Living in a tent in the freezing weather in an encampment strewn with debris: This is the world I've explored the past few weeks.
This past weekend, though, I entered a world that in many ways is the opposite.
I do marketing for a tech startup in the blockchain industry, specifically, the area of decentralized finance (DeFi). This company (DeFiner.org) hosted a social event at one of the largest blockchain/cryptocurrency conferences in the world: ETH Denver.
Here were all the communities around surrounding the latest trends in the field: NFTs, DAOs, DeFi, and more. It was mostly young people, whose creativity is unbound by this new frontier for reimagining art, gaming, finance, and even government.
Experiencing this conference was in striking contrast to my work at Minneapolis's North Loop homeless encampment. Yet as opposites often are, these two environments can be seen as two sides of the same coin.
This "coin" is our fragmenting country, Americans breaking off into groups. On one side of this trend, we have everything from schools to law enforcement to social services struggling to manage everyone under one system. As a result, some fragmenting groups are those falling behind and even falling through the system's cracks--with a thud onto the frozen ground of Minnesota winter. Then on the other side, we have the blossoming blockchain industry, radiating excitement at the new possibilities, opportunities, and their unprecedented vision for the world of tomorrow.
Also like a coin, the two sides meet.
This is because the technologies of cryptocurrency and decentralized organization provide more efficient and effective ways to serve others. And many in the blockchain space are doing just that.
Here were just a few presentations at ETH Denver:
- Can DeFi Lift 1 Billion People out of Poverty?

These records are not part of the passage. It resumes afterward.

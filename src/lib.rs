// Copyright 2026, Jeroen van Erp <jeroen@geeko.me>
// SPDX-License-Identifier: Apache-2.0

//! Reconciliation building blocks for an operator managing replicated
//! coordination-service ensembles on Kubernetes.

pub mod config;
pub mod constants;
pub mod ensemble;
pub mod error;
pub mod resources;

#[cfg(test)]
pub(crate) mod test_utils;

pub use config::OperatorConfig;
pub use error::{OperatorError, Result};
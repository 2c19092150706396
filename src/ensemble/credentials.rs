// Copyright 2026, Jeroen van Erp <jeroen@geeko.me>
// SPDX-License-Identifier: Apache-2.0

//! Credential material for the ensemble admin connection.
//!
//! The CA bundle becomes a PKCS#12 trust store holding only the CA
//! certificates. The client identity archive is opened with its supplied
//! password and written back as a PKCS#12 key store. Each store is protected
//! by its own passphrase generated in process. Both files are temporary and
//! owned by one [`CredentialStores`] value.

use crate::constants::secrets::{CA_CERT_KEY, OPERATOR_IDENTITY};
use crate::ensemble::admin::StoreLocation;
use crate::error::{OperatorError, Result};
use k8s_openapi::api::core::v1::Secret;
use kube::ResourceExt;
use openssl::pkcs12::{ParsedPkcs12_2, Pkcs12};
use openssl::stack::Stack;
use openssl::x509::X509;
use rand::distributions::Alphanumeric;
use rand::Rng;
use std::io::Write;
use tempfile::TempPath;
use tracing::{debug, warn};

const PASSWORD_LENGTH: usize = 32;

/// PEM encoded CA certificates trusted for the ensemble's TLS endpoint
#[derive(Clone)]
pub struct CaBundle {
    pem: Vec<u8>,
}

impl CaBundle {
    pub fn new(pem: Vec<u8>) -> Self {
        Self { pem }
    }

    /// Read the `ca.crt` entry of a cluster CA secret
    pub fn from_secret(secret: &Secret) -> Result<Self> {
        Ok(Self::new(secret_entry(secret, CA_CERT_KEY)?))
    }
}

/// Password protected PKCS#12 archive identifying the operator to the ensemble
#[derive(Clone)]
pub struct ClientIdentity {
    archive: Vec<u8>,
    password: String,
}

impl ClientIdentity {
    pub fn new(archive: Vec<u8>, password: String) -> Self {
        Self { archive, password }
    }

    /// Read `<identity>.p12` and `<identity>.password` from a certificate secret
    pub fn from_secret(secret: &Secret, identity: &str) -> Result<Self> {
        let archive = secret_entry(secret, &format!("{}.p12", identity))?;
        let password = String::from_utf8(secret_entry(secret, &format!("{}.password", identity))?)
            .map_err(|e| {
                OperatorError::Credentials(format!(
                    "password of {} in secret {} is not valid UTF-8: {}",
                    identity,
                    secret.name_any(),
                    e
                ))
            })?;
        Ok(Self::new(archive, password))
    }
}

impl std::fmt::Debug for ClientIdentity {
    fn fmt(&self, f: &mut std::fmt::Formatter<'_>) -> std::fmt::Result {
        f.debug_struct("ClientIdentity")
            .field("archive_len", &self.archive.len())
            .finish_non_exhaustive()
    }
}

fn secret_entry(secret: &Secret, key: &str) -> Result<Vec<u8>> {
    secret
        .data
        .as_ref()
        .and_then(|d| d.get(key))
        .map(|value| value.0.clone())
        .ok_or_else(|| {
            OperatorError::Credentials(format!(
                "secret {} does not contain '{}'",
                secret.name_any(),
                key
            ))
        })
}

/// Temporary trust store and key store files
pub struct CredentialStores {
    trust_store: TempPath,
    trust_password: String,
    key_store: TempPath,
    key_password: String,
}

impl CredentialStores {
    /// Write both stores to temporary files, each under a fresh random passphrase
    pub fn materialize(ca: &CaBundle, identity: &ClientIdentity) -> Result<Self> {
        let certificates = ca_certificates(&ca.pem)?;
        let certificate_count = certificates.len();

        let trust_password = random_password();
        let trust_der = Pkcs12::builder()
            .ca(certificates)
            .build2(&trust_password)
            .and_then(|store| store.to_der())
            .map_err(|e| OperatorError::Credentials(format!("failed to build trust store: {}", e)))?;

        let key_password = random_password();
        let key_der = reencrypt_identity(identity, &key_password)?;

        let trust_store = write_temp("truststore-", ".p12", &trust_der)?;
        let key_store = write_temp("keystore-", ".p12", &key_der)?;
        debug!(
            "Created trust store {} with {} certificate(s) and key store {}",
            trust_store.display(),
            certificate_count,
            key_store.display()
        );

        Ok(Self {
            trust_store,
            trust_password,
            key_store,
            key_password,
        })
    }

    pub fn trust_store(&self) -> StoreLocation {
        StoreLocation {
            path: self.trust_store.to_path_buf(),
            password: self.trust_password.clone(),
        }
    }

    pub fn key_store(&self) -> StoreLocation {
        StoreLocation {
            path: self.key_store.to_path_buf(),
            password: self.key_password.clone(),
        }
    }

    /// Delete both files. Failures are logged, not returned.
    pub fn close(self) {
        for path in [self.trust_store, self.key_store] {
            let shown = path.display().to_string();
            if let Err(e) = path.close() {
                warn!("Failed to delete credential store {}: {}", shown, e);
            }
        }
    }
}

/// Every `CERTIFICATE` block of a PEM bundle; other block types are skipped
fn ca_certificates(bundle: &[u8]) -> Result<Stack<X509>> {
    let invalid = |e: &dyn std::fmt::Display| {
        OperatorError::Credentials(format!("CA bundle is not valid: {}", e))
    };

    let blocks = pem::parse_many(bundle).map_err(|e| invalid(&e))?;
    let mut certificates = Stack::new().map_err(|e| invalid(&e))?;
    for block in blocks.iter().filter(|b| b.tag() == "CERTIFICATE") {
        let certificate = X509::from_der(block.contents()).map_err(|e| invalid(&e))?;
        certificates.push(certificate).map_err(|e| invalid(&e))?;
    }

    if certificates.is_empty() {
        return Err(OperatorError::Credentials(
            "CA bundle contains no certificates".to_string(),
        ));
    }
    Ok(certificates)
}

/// Open the identity archive with its own password and seal it again under `password`
fn reencrypt_identity(identity: &ClientIdentity, password: &str) -> Result<Vec<u8>> {
    if identity.archive.is_empty() {
        return Err(OperatorError::Credentials(
            "client identity archive is empty".to_string(),
        ));
    }
    if identity.password.contains('\0') {
        return Err(OperatorError::Credentials(
            "client identity password must not contain NUL".to_string(),
        ));
    }

    let ParsedPkcs12_2 { pkey, cert, ca } = Pkcs12::from_der(&identity.archive)
        .and_then(|archive| archive.parse2(&identity.password))
        .map_err(|e| {
            OperatorError::Credentials(format!("client identity archive cannot be opened: {}", e))
        })?;
    let (Some(key), Some(certificate)) = (pkey, cert) else {
        return Err(OperatorError::Credentials(
            "client identity archive must hold a private key and a certificate".to_string(),
        ));
    };

    let mut builder = Pkcs12::builder();
    builder.name(OPERATOR_IDENTITY).pkey(&key).cert(&certificate);
    if let Some(chain) = ca {
        builder.ca(chain);
    }
    builder
        .build2(password)
        .and_then(|store| store.to_der())
        .map_err(|e| OperatorError::Credentials(format!("failed to build key store: {}", e)))
}

fn write_temp(prefix: &str, suffix: &str, contents: &[u8]) -> Result<TempPath> {
    let io_error = |e: std::io::Error| {
        OperatorError::Credentials(format!("failed to write credential store: {}", e))
    };

    let mut file = tempfile::Builder::new()
        .prefix(prefix)
        .suffix(suffix)
        .tempfile()
        .map_err(io_error)?;
    file.write_all(contents).map_err(io_error)?;
    file.flush().map_err(io_error)?;
    Ok(file.into_temp_path())
}

fn random_password() -> String {
    rand::thread_rng()
        .sample_iter(&Alphanumeric)
        .take(PASSWORD_LENGTH)
        .map(char::from)
        .collect()
}
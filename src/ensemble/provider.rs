// Copyright 2026, Jeroen van Erp <jeroen@geeko.me>
// SPDX-License-Identifier: Apache-2.0

use crate::config::OperatorConfig;
use crate::constants::ensemble::CLIENT_TLS_PORT;
use crate::constants::secrets::{cluster_ca_cert, operator_certs, OPERATOR_IDENTITY};
use crate::ensemble::admin::AdminClientFactory;
use crate::ensemble::credentials::{CaBundle, ClientIdentity};
use crate::ensemble::scaler::{AddressFn, EnsembleScaler};
use crate::error::{OperatorError, Result};
use crate::resources::{ResourceOperator, ResourceStore};
use k8s_openapi::api::core::v1::Secret;
use std::sync::Arc;
use tracing::{debug, instrument};

/// DNS name of ensemble member `ordinal` behind the headless nodes service
pub fn ensemble_pod_address(cluster: &str, namespace: &str, ordinal: usize) -> String {
    format!(
        "{cluster}-zookeeper-{ordinal}.{cluster}-zookeeper-nodes.{namespace}.svc",
        cluster = cluster,
        ordinal = ordinal,
        namespace = namespace
    )
}

pub fn ensemble_connect_string(cluster: &str, namespace: &str) -> String {
    format!("{}-zookeeper-client.{}:{}", cluster, namespace, CLIENT_TLS_PORT)
}

/// Creates [`EnsembleScaler`]s sharing one admin client factory and configuration
pub struct EnsembleScalerProvider {
    factory: Arc<dyn AdminClientFactory>,
    config: OperatorConfig,
}

impl EnsembleScalerProvider {
    pub fn new(factory: Arc<dyn AdminClientFactory>, config: OperatorConfig) -> Self {
        Self { factory, config }
    }

    pub async fn create(
        &self,
        connect_string: String,
        address: AddressFn,
        ca: CaBundle,
        identity: ClientIdentity,
    ) -> Result<EnsembleScaler> {
        EnsembleScaler::new(
            self.factory.clone(),
            connect_string,
            address,
            ca,
            identity,
            &self.config,
        )
        .await
    }

    /// Scaler for `cluster`, with credentials read from the cluster's secrets
    #[instrument(skip(self, secrets))]
    pub async fn for_cluster<S>(
        &self,
        secrets: &ResourceOperator<Secret, S>,
        cluster: &str,
        namespace: &str,
    ) -> Result<EnsembleScaler>
    where
        S: ResourceStore<Secret>,
    {
        let ca = CaBundle::from_secret(&required_secret(secrets, &cluster_ca_cert(cluster)).await?)?;
        let identity = ClientIdentity::from_secret(
            &required_secret(secrets, &operator_certs(cluster)).await?,
            OPERATOR_IDENTITY,
        )?;
        debug!("Loaded ensemble credentials for cluster {}", cluster);

        let address_cluster = cluster.to_string();
        let address_namespace = namespace.to_string();
        let address: AddressFn = Box::new(move |ordinal| {
            ensemble_pod_address(&address_cluster, &address_namespace, ordinal)
        });

        self.create(ensemble_connect_string(cluster, namespace), address, ca, identity)
            .await
    }
}

async fn required_secret<S: ResourceStore<Secret>>(
    secrets: &ResourceOperator<Secret, S>,
    name: &str,
) -> Result<Secret> {
    secrets
        .get(name)
        .await?
        .ok_or_else(|| OperatorError::Credentials(format!("secret {} not found", name)))
}
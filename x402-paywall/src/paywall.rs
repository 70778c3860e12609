//! HTTP Paywall using x402 payments and a facilitator.
//!
//! For details, see the [`PayWall`] struct documentation.

use std::{sync::Arc, time::Duration};

use bon::Builder;
use http::{HeaderMap, Method, Request, Response};
use x402_core::{
    facilitator::{Facilitator, PaymentRequest, VerifyResult},
    transport::{PAYMENT_HEADER, PaymentPayload, PaymentRequirements},
    types::Base64EncodedHeader,
};

use crate::{
    errors::ErrorResponse,
    processor::{AdmittedRequest, PaymentState, Settlement},
    routes::ProtectedRoute,
};

/// A HTTP paywall that uses a facilitator to verify and settle payments.
///
/// The route table is fixed when the paywall is built. Every request goes
/// through two steps:
///
/// 1. **Admit** ([`admit`](PayWall::admit)): match the request against the
///    protected routes and, for a protected route, decode the `X-PAYMENT`
///    header and verify it with the facilitator. The result is an explicit
///    [`Admission`].
/// 2. **Run** ([`AdmittedRequest::run`]): run the handler exactly once and
///    settle the payment if the handler succeeded.
///
/// [`handle`](PayWall::handle) runs both steps.
///
/// Verification and settlement are each bounded by the route's
/// `maxTimeoutSeconds`. Timeouts and facilitator errors reject the request.
#[derive(Builder, Debug, Clone)]
pub struct PayWall<F: Facilitator> {
    /// The facilitator to use for payment verification and settlement.
    pub facilitator: F,
    /// Protected routes, checked in order; the first match wins.
    #[builder(with = |routes: impl IntoIterator<Item = ProtectedRoute>| routes.into_iter().collect::<Arc<[ProtectedRoute]>>())]
    pub routes: Arc<[ProtectedRoute]>,
}

/// The outcome of [`PayWall::admit`].
pub enum Admission<'pw, F: Facilitator, Req> {
    /// Forward to the handler.
    Admit(AdmittedRequest<'pw, F, Req>),
    /// Answer with the error response; the handler must not run.
    Reject(ErrorResponse),
}

impl<F: Facilitator> PayWall<F> {
    /// The protected route covering `method` and `path`, if any.
    pub fn route_for(&self, method: &Method, path: &str) -> Option<&ProtectedRoute> {
        self.routes.iter().find(|route| route.matches(method, path))
    }

    /// Decide whether a request may reach the handler.
    pub async fn admit<Req>(&self, request: Request<Req>) -> Admission<'_, F, Req> {
        let Some(route) = self.route_for(request.method(), request.uri().path()) else {
            return Admission::Admit(AdmittedRequest {
                paywall: self,
                request,
                settlement: None,
            });
        };

        let verified = self.verify(route, request.headers()).await;
        match verified {
            Ok(settlement) => Admission::Admit(AdmittedRequest {
                paywall: self,
                request,
                settlement: Some(settlement),
            }),
            Err(err) => Admission::Reject(err),
        }
    }

    /// Standard payment handling flow: admit, then run the handler.
    pub async fn handle<Fun, Fut, Req, Res>(
        &self,
        request: Request<Req>,
        handler: Fun,
    ) -> Result<Response<Res>, ErrorResponse>
    where
        Fun: FnOnce(Request<Req>) -> Fut,
        Fut: Future<Output = Response<Res>>,
    {
        match self.admit(request).await {
            Admission::Admit(admitted) => admitted.run(handler).await,
            Admission::Reject(err) => Err(err),
        }
    }

    /// Ask the facilitator which payment kinds it supports and warn about
    /// configured routes it cannot process.
    ///
    /// Returns the routes that are not supported. The configuration is left
    /// untouched either way.
    pub async fn check_supported(&self) -> Result<Vec<&ProtectedRoute>, F::Error> {
        let supported = self.facilitator.supported().await?;

        let unsupported: Vec<&ProtectedRoute> = self
            .routes
            .iter()
            .filter(|route| !supported.supports(&route.requirements))
            .collect();

        #[cfg(feature = "tracing")]
        for route in &unsupported {
            tracing::warn!(
                route = %route.pattern,
                scheme = %route.requirements.scheme,
                network = %route.requirements.network,
                "Facilitator does not support the payment kind of this route"
            );
        }

        Ok(unsupported)
    }

    async fn verify<'pw>(
        &self,
        route: &'pw ProtectedRoute,
        headers: &HeaderMap,
    ) -> Result<Settlement<'pw>, ErrorResponse> {
        let requirements = &route.requirements;
        let accepts = || vec![requirements.clone()];

        let Some(header) = headers.get(PAYMENT_HEADER) else {
            #[cfg(feature = "tracing")]
            tracing::debug!(route = %route.pattern, "No payment attached; sending challenge");
            return Err(ErrorResponse::payment_required(accepts()));
        };

        let payment_header = header
            .to_str()
            .map(|s| Base64EncodedHeader(s.to_string()))
            .map_err(|err| {
                reject(ErrorResponse::invalid_payment(
                    format!("failed to read X-PAYMENT header: {err}"),
                    accepts(),
                ))
            })?;

        let payment_payload = PaymentPayload::try_from(&payment_header).map_err(|err| {
            reject(ErrorResponse::invalid_payment(
                format!("failed to decode X-PAYMENT header: {err}"),
                accepts(),
            ))
        })?;

        if !payload_matches(&payment_payload, requirements) {
            return Err(reject(ErrorResponse::invalid_payment(
                "payment payload does not match any accepted payment requirements",
                accepts(),
            )));
        }

        let payment_request = PaymentRequest {
            payment_header,
            payment_payload,
            payment_requirements: requirements.clone(),
        };

        let timeout = Duration::from_secs(requirements.max_timeout_seconds);
        let result =
            tokio::time::timeout(timeout, self.facilitator.verify(payment_request.clone())).await;

        let verified = match result {
            Ok(Ok(VerifyResult::Valid(valid))) => valid,
            Ok(Ok(VerifyResult::Invalid(invalid))) => {
                return Err(reject(ErrorResponse::invalid_payment(
                    invalid.invalid_reason,
                    accepts(),
                )));
            }
            Ok(Err(err)) => {
                return Err(reject(ErrorResponse::upstream_unavailable(
                    format!("payment verification failed: {err}"),
                    accepts(),
                )));
            }
            Err(_) => {
                return Err(reject(ErrorResponse::upstream_unavailable(
                    "payment verification timed out",
                    accepts(),
                )));
            }
        };

        #[cfg(feature = "tracing")]
        tracing::debug!("Payment verified: payer='{}'", verified.payer);

        Ok(Settlement {
            route,
            request: payment_request,
            state: PaymentState {
                verified,
                cost: route.price.to_string(),
                network: requirements.network.clone(),
            },
        })
    }
}

fn payload_matches(payload: &PaymentPayload, requirements: &PaymentRequirements) -> bool {
    payload.scheme == requirements.scheme && payload.network == requirements.network
}

fn reject(err: ErrorResponse) -> ErrorResponse {
    #[cfg(feature = "tracing")]
    tracing::warn!(kind = ?err.kind, error = %err.body.error, "Payment rejected");
    err
}
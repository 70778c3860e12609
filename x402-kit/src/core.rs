//! Seller-side description of what is being sold.

use bon::Builder;
use url::Url;
use x402_core::types::OutputSchema;

/// A paid resource.
#[derive(Builder, Debug, Clone, PartialEq)]
pub struct Resource {
    /// Public URL of the resource.
    pub url: Url,
    #[builder(into)]
    pub description: String,
    /// MIME type of the resource response.
    #[builder(into)]
    pub mime_type: String,
    /// Schema advertised to discovery-capable facilitators.
    pub output_schema: Option<OutputSchema>,
}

- Climate X Crypto - Decentralizing Climate Solutions
- Democratizing and Disrupting Philanthropy
When matured, these technologies will allow for easier giving, tracking where funds go, and allowing many more people a seat at the table for decision-making. For my part, I hope to implement these benefits into our nonprofit, The Periphery Foundation.
Finally, while the homeless population may offer the most striking example of these trends, the harms/benefits affect us all. For example, while inflation (and prices) rise, decentralized finance allows anyone a way to counter this by offering higher interest rates on one's savings. Beyond this, the blockchain industry will provide new career options, new ways for artists to create and sell their work, and even better ways for communities to cooperate on public needs (policy and government).
The rise of the blockchain industry parallels (and contrasts) the rising general unrest in mainstream society--concerns about government, the economy, etc. But also in parallel are this industry's solutions to these problems.
Thanks to my work in blockchain and on the street, I get to be witness to both.
It’s been my pleasure sharing my first post here on Mirror.